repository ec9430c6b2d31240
use crate::{
    ast::expr::{BinaryOp, BinaryOperator, Expr, FunctionCall, Ident},
    render::{Render, Renderer},
};

impl Render for Expr {
    fn render(&self, r: &mut Renderer) {
        match self {
            Expr::Identifier(ident) => ident.render(r),
            Expr::Value(val) => r.push_literal(val),
            Expr::BinaryOp(op) => op.render(r),
            Expr::FunctionCall(func) => func.render(r),
            Expr::Alias { expr, alias } => {
                expr.render(r);
                r.sql.push_str(" AS ");
                r.sql.push_str(&r.dialect.quote_identifier(alias));
            }
            Expr::Like {
                expr,
                pattern,
                negated,
            } => {
                expr.render(r);
                r.sql
                    .push_str(if *negated { " NOT LIKE " } else { " LIKE " });
                r.push_literal(pattern);
            }
            Expr::IsNull { expr, negated } => {
                expr.render(r);
                r.sql
                    .push_str(if *negated { " IS NOT NULL" } else { " IS NULL" });
            }
            Expr::InList {
                expr,
                list,
                negated,
            } => {
                expr.render(r);
                r.sql.push_str(if *negated { " NOT IN (" } else { " IN (" });
                for (i, item) in list.iter().enumerate() {
                    if i > 0 {
                        r.sql.push_str(", ");
                    }
                    item.render(r);
                }
                r.sql.push(')');
            }
            Expr::Nested(inner) => {
                r.sql.push('(');
                inner.render(r);
                r.sql.push(')');
            }
            Expr::Raw(sql) => r.sql.push_str(sql),
        }
    }
}

impl Render for Ident {
    fn render(&self, r: &mut Renderer) {
        if let Some(qualifier) = &self.qualifier {
            r.sql
                .push_str(&r.dialect.quote_identifier_if_needed(qualifier));
            r.sql.push('.');
        }
        r.sql
            .push_str(&r.dialect.quote_identifier_if_needed(&self.name));
    }
}

impl Render for BinaryOp {
    fn render(&self, r: &mut Renderer) {
        // Precedence is the caller's job: wrap operands in `Expr::Nested`
        // where grouping matters.
        self.left.render(r);

        let op_str = match self.op {
            BinaryOperator::Eq => " = ",
            BinaryOperator::NotEq => " <> ",
            BinaryOperator::Lt => " < ",
            BinaryOperator::LtEq => " <= ",
            BinaryOperator::Gt => " > ",
            BinaryOperator::GtEq => " >= ",
            BinaryOperator::And => " AND ",
            BinaryOperator::Or => " OR ",
        };
        r.sql.push_str(op_str);

        self.right.render(r);
    }
}

impl Render for FunctionCall {
    fn render(&self, r: &mut Renderer) {
        r.sql.push_str(&self.name);
        r.sql.push('(');
        if self.wildcard {
            r.sql.push('*');
        } else {
            if self.distinct {
                r.sql.push_str("DISTINCT ");
            }
            for (i, arg) in self.args.iter().enumerate() {
                if i > 0 {
                    r.sql.push_str(", ");
                }
                arg.render(r);
            }
        }
        r.sql.push(')');
    }
}

#[cfg(test)]
mod tests {
    use crate::{
        ast::expr::{BinaryOperator, Expr, FunctionCall, Ident},
        dialect::Generic,
        render::to_sql,
    };

    fn ident(name: &str) -> Expr {
        Expr::Identifier(Ident {
            qualifier: None,
            name: name.to_string(),
        })
    }

    #[test]
    fn test_render_comparison() {
        let expr = Expr::binary(
            ident("level"),
            BinaryOperator::Eq,
            Expr::Value("ERROR".into()),
        );
        assert_eq!(to_sql(&expr, &Generic), "level = 'ERROR'");
    }

    #[test]
    fn test_render_quotes_odd_identifiers() {
        let expr = Expr::Identifier(Ident::parse("k8s-app.pod name"));
        assert_eq!(to_sql(&expr, &Generic), r#""k8s-app"."pod name""#);
    }

    #[test]
    fn test_render_in_list() {
        let expr = Expr::InList {
            expr: Box::new(ident("code")),
            list: vec![Expr::Raw("200".into()), Expr::Value("it's".into())],
            negated: true,
        };
        assert_eq!(to_sql(&expr, &Generic), "code NOT IN (200, 'it''s')");
    }

    #[test]
    fn test_render_quotes_reserved_columns() {
        let expr = Expr::binary(
            Expr::Identifier(Ident::parse("a.order")),
            BinaryOperator::Eq,
            Expr::Value("x".into()),
        );
        assert_eq!(to_sql(&expr, &Generic), r#"a."order" = 'x'"#);
    }

    #[test]
    fn test_render_distinct_function() {
        let mut func = FunctionCall::new("count", vec![ident("user_id")]);
        func.distinct = true;
        let expr = Expr::FunctionCall(func).alias("y_axis_1");
        assert_eq!(
            to_sql(&expr, &Generic),
            r#"count(DISTINCT user_id) AS "y_axis_1""#
        );
    }

    #[test]
    fn test_render_wildcard_function() {
        let mut func = FunctionCall::new("count", vec![]);
        func.wildcard = true;
        assert_eq!(to_sql(&Expr::FunctionCall(func), &Generic), "count(*)");
    }
}
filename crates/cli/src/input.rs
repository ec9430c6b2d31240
use crate::{commands::SqlInput, error::CliError};
use panel_model::query::{filter::FilterOperator, panel::Label};
use std::io::Read;

/// SQL from `--sql`, falling back to stdin.
pub fn read_sql(input: SqlInput) -> Result<String, CliError> {
    match input.sql {
        Some(sql) => Ok(sql),
        None => read_stdin(),
    }
}

pub fn read_stdin() -> Result<String, CliError> {
    let mut buf = String::new();
    std::io::stdin().read_to_string(&mut buf)?;
    if buf.trim().is_empty() {
        return Err(CliError::MissingInput);
    }
    Ok(buf)
}

/// Collects labels from repeated `column=value` flags, all sharing
/// `operator`, and an optional JSON array, in that order.
pub fn collect_labels(
    flags: &[String],
    operator: FilterOperator,
    json: Option<&str>,
) -> Result<Vec<Label>, CliError> {
    let mut labels = flags
        .iter()
        .map(|flag| parse_label(flag, operator))
        .collect::<Result<Vec<_>, _>>()?;

    if let Some(json) = json {
        let extra: Vec<Label> = serde_json::from_str(json)?;
        labels.extend(extra);
    }
    Ok(labels)
}

fn parse_label(flag: &str, operator: FilterOperator) -> Result<Label, CliError> {
    match flag.split_once('=') {
        Some((column, value)) if !column.trim().is_empty() => {
            Ok(Label::new(column.trim(), Some(value.trim()), operator))
        }
        _ => Err(CliError::InvalidLabel(flag.to_string())),
    }
}
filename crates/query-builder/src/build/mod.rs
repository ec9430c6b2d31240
pub mod select;
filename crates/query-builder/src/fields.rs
//! Assigns projected fields to chart axes.

use panel_model::query::field::{AxisRole, ParsedField};
use serde::Serialize;

/// Time-bucketing functions; fields wrapped in these become x-axis fields.
pub const X_AXIS_FUNCTIONS: &[&str] = &["histogram", "date_bin", "date_trunc", "time_bucket"];

/// Aggregations; fields wrapped in these become y-axis fields.
pub const Y_AXIS_FUNCTIONS: &[&str] = &[
    "count",
    "count-distinct",
    "sum",
    "avg",
    "min",
    "max",
    "median",
    "approx_distinct",
    "approx_median",
    "approx_percentile_cont",
    "percentile",
    "p50",
    "p90",
    "p95",
    "p99",
    "stddev",
    "stddev_pop",
    "stddev_samp",
    "variance",
    "var_pop",
    "var_samp",
];

pub const DEFAULT_MAX_CHART_DIMENSIONS: usize = 2;

/// Role of a single field. Unknown function names fall back to breakdown.
pub fn classify_field(field: &ParsedField) -> AxisRole {
    match field.aggregation.as_deref() {
        Some(name) if X_AXIS_FUNCTIONS.contains(&name) => AxisRole::X,
        Some(name) if Y_AXIS_FUNCTIONS.contains(&name) => AxisRole::Y,
        _ => AxisRole::Breakdown,
    }
}

/// Fields split by role, after the chart policy has been applied.
#[derive(Debug, Clone, Default, PartialEq, Eq, Serialize)]
#[serde(rename_all = "camelCase")]
pub struct AxisAssignment {
    pub x: Vec<ParsedField>,
    pub y: Vec<ParsedField>,
    pub breakdown: Vec<ParsedField>,
    pub use_table_chart: bool,
}

impl AxisAssignment {
    pub fn grouping_count(&self) -> usize {
        self.x.len() + self.breakdown.len()
    }
}

/// Splits fields into x, y and breakdown lists, preserving input order.
///
/// Then, in order:
/// - with no x field, the first breakdown field is promoted to x;
/// - with more than `max_chart_dimensions` grouping fields (x + breakdown),
///   all of them move onto x and `use_table_chart` is set, since the chart
///   types cannot draw more dimensions than that.
pub fn classify_fields(fields: Vec<ParsedField>, max_chart_dimensions: usize) -> AxisAssignment {
    let mut axes = AxisAssignment::default();

    for field in fields {
        match classify_field(&field) {
            AxisRole::X => axes.x.push(field),
            AxisRole::Y => axes.y.push(field),
            AxisRole::Breakdown => axes.breakdown.push(field),
        }
    }

    if axes.x.is_empty() && !axes.breakdown.is_empty() {
        let promoted = axes.breakdown.remove(0);
        axes.x.push(promoted);
    }

    if axes.grouping_count() > max_chart_dimensions {
        let breakdown = std::mem::take(&mut axes.breakdown);
        axes.x.extend(breakdown);
        axes.use_table_chart = true;
    }

    axes
}

#[cfg(test)]
mod tests {
    use super::*;

    fn agg(function: &str, column: &str) -> ParsedField {
        ParsedField::aggregate(function, column, column)
    }

    #[test]
    fn test_classify_single_fields() {
        assert_eq!(classify_field(&agg("histogram", "_timestamp")), AxisRole::X);
        assert_eq!(classify_field(&agg("date_trunc", "_timestamp")), AxisRole::X);
        assert_eq!(classify_field(&agg("count", "*")), AxisRole::Y);
        assert_eq!(classify_field(&agg("count-distinct", "user")), AxisRole::Y);
        assert_eq!(classify_field(&agg("approx_percentile_cont", "took")), AxisRole::Y);
        assert_eq!(classify_field(&ParsedField::column("level")), AxisRole::Breakdown);
        assert_eq!(classify_field(&agg("lower", "level")), AxisRole::Breakdown);
    }

    #[test]
    fn test_time_series_with_breakdown() {
        let axes = classify_fields(
            vec![
                agg("histogram", "_timestamp"),
                agg("count", "*"),
                ParsedField::column("level"),
            ],
            DEFAULT_MAX_CHART_DIMENSIONS,
        );

        assert_eq!(axes.x.len(), 1);
        assert_eq!(axes.y.len(), 1);
        assert_eq!(axes.breakdown, vec![ParsedField::column("level")]);
        assert!(!axes.use_table_chart);
    }

    #[test]
    fn test_first_breakdown_is_promoted_when_x_is_empty() {
        let axes = classify_fields(
            vec![
                ParsedField::column("service"),
                agg("count", "*"),
                ParsedField::column("level"),
            ],
            DEFAULT_MAX_CHART_DIMENSIONS,
        );

        assert_eq!(axes.x, vec![ParsedField::column("service")]);
        assert_eq!(axes.breakdown, vec![ParsedField::column("level")]);
        assert!(!axes.use_table_chart);
    }

    #[test]
    fn test_too_many_dimensions_flatten_onto_x() {
        let axes = classify_fields(
            vec![
                agg("histogram", "_timestamp"),
                ParsedField::column("service"),
                agg("sum", "bytes"),
                ParsedField::column("level"),
            ],
            DEFAULT_MAX_CHART_DIMENSIONS,
        );

        let x: Vec<_> = axes.x.iter().map(|f| f.column.as_str()).collect();
        assert_eq!(x, vec!["_timestamp", "service", "level"]);
        assert!(axes.breakdown.is_empty());
        assert_eq!(axes.y.len(), 1);
        assert!(axes.use_table_chart);
    }

    #[test]
    fn test_every_field_lands_in_exactly_one_list() {
        let fields = vec![
            agg("histogram", "_timestamp"),
            agg("avg", "took"),
            agg("whatever", "x"),
            ParsedField::column("a"),
            ParsedField::column("b"),
            agg("max", "code"),
        ];

        let axes = classify_fields(fields.clone(), DEFAULT_MAX_CHART_DIMENSIONS);
        assert_eq!(axes.x.len() + axes.y.len() + axes.breakdown.len(), fields.len());
        for field in &fields {
            let hits = [&axes.x, &axes.y, &axes.breakdown]
                .iter()
                .filter(|list| list.contains(field))
                .count();
            assert_eq!(hits, 1, "{field:?}");
        }
    }

    #[test]
    fn test_classification_is_idempotent() {
        let fields = vec![
            ParsedField::column("service"),
            agg("count", "*"),
            ParsedField::column("level"),
            ParsedField::column("host"),
        ];

        let first = classify_fields(fields.clone(), DEFAULT_MAX_CHART_DIMENSIONS);
        let second = classify_fields(fields, DEFAULT_MAX_CHART_DIMENSIONS);
        assert_eq!(first, second);

        for field in first.y.iter() {
            assert_eq!(classify_field(field), AxisRole::Y);
        }
    }
}
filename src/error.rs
//! Error types for the connection engine.
//!
//! This module defines the error conditions a connection can encounter.
//! Transient conditions such as `WouldBlock` are not modelled here: they are
//! ordinary reactor yields, handled inside the engine and never surfaced.

use thiserror::Error;

/// Result type alias for engine operations.
pub type Result<T> = std::result::Result<T, Error>;

/// Errors that can occur on a connection.
#[derive(Error, Debug, Clone, PartialEq, Eq)]
#[non_exhaustive]
pub enum Error {
    /// The connection is closing or closed and can no longer transmit.
    #[error("Connection closed")]
    ConnectionClosed,

    /// A frame announced by the codec exceeds the configured maximum.
    #[error("Frame too large: {size} bytes (max: {max})")]
    FrameTooLarge {
        /// Announced frame size.
        size: usize,
        /// Maximum allowed size.
        max: usize,
    },

    /// The codec could not determine a valid frame boundary.
    #[error("Malformed frame: {0}")]
    MalformedFrame(String),

    /// The send buffer is at capacity and the payload was dropped.
    #[error("Send buffer full: {queued} bytes queued (max: {max})")]
    SendBufferFull {
        /// Bytes currently queued.
        queued: usize,
        /// Configured capacity.
        max: usize,
    },

    /// Codec encode/decode failure.
    #[error("Codec error: {0}")]
    Codec(String),

    /// TLS negotiation failed.
    #[error("Handshake failed: {0}")]
    HandshakeFailed(String),

    /// TLS configuration or key material problem.
    #[error("TLS error: {0}")]
    Tls(String),

    /// I/O error occurred.
    #[error("I/O error: {0}")]
    Io(String),
}

impl From<std::io::Error> for Error {
    fn from(err: std::io::Error) -> Self {
        Error::Io(err.to_string())
    }
}

#[cfg(test)]
mod tests {
    use super::*;

    #[test]
    fn test_error_display() {
        let err = Error::FrameTooLarge {
            size: 20_000_000,
            max: 10_485_760,
        };
        assert_eq!(
            err.to_string(),
            "Frame too large: 20000000 bytes (max: 10485760)"
        );
    }

    #[test]
    fn test_error_from_io() {
        let io_err = std::io::Error::new(std::io::ErrorKind::BrokenPipe, "pipe broken");
        let err: Error = io_err.into();
        assert!(matches!(err, Error::Io(_)));
    }

    #[test]
    fn test_error_clone() {
        let err = Error::SendBufferFull {
            queued: 2048,
            max: 1024,
        };
        let cloned = err.clone();
        assert_eq!(err, cloned);
    }
}
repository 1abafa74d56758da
//! Length-prefixed binary framing.

use bytes::{BufMut, Bytes, BytesMut};

use crate::codec::{FrameLength, ProtocolCodec};
use crate::connection::ConnectionInfo;
use crate::error::{Error, Result};

/// Size of the length header in bytes.
const HEADER_LEN: usize = 4;

/// Binary framing with a u32 big-endian total-length header.
///
/// The header value counts the whole frame, header included, so the
/// smallest legal value is 4 (an empty payload). Decoding strips the
/// header; encoding prepends it.
#[derive(Debug, Clone, Copy, Default)]
pub struct LengthPrefixCodec;

impl LengthPrefixCodec {
    /// Create the codec.
    #[must_use]
    pub fn new() -> Self {
        Self
    }
}

impl ProtocolCodec for LengthPrefixCodec {
    fn frame_length(&self, buffer: &[u8], _conn: &ConnectionInfo) -> Result<FrameLength> {
        if buffer.len() < HEADER_LEN {
            return Ok(FrameLength::Pending);
        }
        let total = u32::from_be_bytes([buffer[0], buffer[1], buffer[2], buffer[3]]) as usize;
        if total < HEADER_LEN {
            return Err(Error::MalformedFrame(format!(
                "length header {total} smaller than the header itself"
            )));
        }
        Ok(FrameLength::Complete(total))
    }

    fn decode(&self, frame: Bytes, _conn: &ConnectionInfo) -> Result<Bytes> {
        if frame.len() < HEADER_LEN {
            return Err(Error::Codec(format!(
                "frame of {} bytes is shorter than the length header",
                frame.len()
            )));
        }
        Ok(frame.slice(HEADER_LEN..))
    }

    fn encode(&self, message: &[u8], _conn: &ConnectionInfo) -> Result<Bytes> {
        let total = message
            .len()
            .checked_add(HEADER_LEN)
            .filter(|&t| t <= u32::MAX as usize)
            .ok_or(Error::FrameTooLarge {
                size: message.len(),
                max: u32::MAX as usize - HEADER_LEN,
            })?;
        let mut out = BytesMut::with_capacity(total);
        out.put_u32(total as u32);
        out.extend_from_slice(message);
        Ok(out.freeze())
    }
}

#[cfg(test)]
mod tests {
    use super::*;

    fn info() -> ConnectionInfo {
        ConnectionInfo {
            id: 1,
            remote_addr: None,
            local_addr: None,
        }
    }

    #[test]
    fn test_frame_length_pending_below_header() {
        let codec = LengthPrefixCodec::new();
        assert_eq!(
            codec.frame_length(&[0, 0, 7], &info()).unwrap(),
            FrameLength::Pending
        );
    }

    #[test]
    fn test_frame_length_reads_header() {
        let codec = LengthPrefixCodec::new();
        let buf = [0, 0, 0, 9, b'h', b'i'];
        assert_eq!(
            codec.frame_length(&buf, &info()).unwrap(),
            FrameLength::Complete(9)
        );
    }

    #[test]
    fn test_frame_length_rejects_undersized_header() {
        let codec = LengthPrefixCodec::new();
        let buf = [0, 0, 0, 3, 0xff];
        assert!(matches!(
            codec.frame_length(&buf, &info()),
            Err(Error::MalformedFrame(_))
        ));
    }

    #[test]
    fn test_encode_prefixes_total_length() {
        let codec = LengthPrefixCodec::new();
        let wire = codec.encode(b"abc", &info()).unwrap();
        assert_eq!(&wire[..], &[0, 0, 0, 7, b'a', b'b', b'c']);
    }

    #[test]
    fn test_decode_strips_header() {
        let codec = LengthPrefixCodec::new();
        let wire = codec.encode(b"payload", &info()).unwrap();
        let message = codec.decode(wire, &info()).unwrap();
        assert_eq!(&message[..], b"payload");
    }

    #[test]
    fn test_empty_payload_frames_as_header_only() {
        let codec = LengthPrefixCodec::new();
        let wire = codec.encode(b"", &info()).unwrap();
        assert_eq!(&wire[..], &[0, 0, 0, 4]);
        assert_eq!(
            codec.frame_length(&wire, &info()).unwrap(),
            FrameLength::Complete(4)
        );
        let message = codec.decode(wire, &info()).unwrap();
        assert!(message.is_empty());
    }
}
★ ★ ★ ★ ★
> Work request
In the records above, locate every line with the string "order" and copy it.

> Expected answer
            Expr::Identifier(Ident::parse("a.order")),
        assert_eq!(to_sql(&expr, &Generic), r#"a."order" = 'x'"#);
/// `operator`, and an optional JSON array, in that order.
/// Splits fields into x, y and breakdown lists, preserving input order.
/// Then, in order:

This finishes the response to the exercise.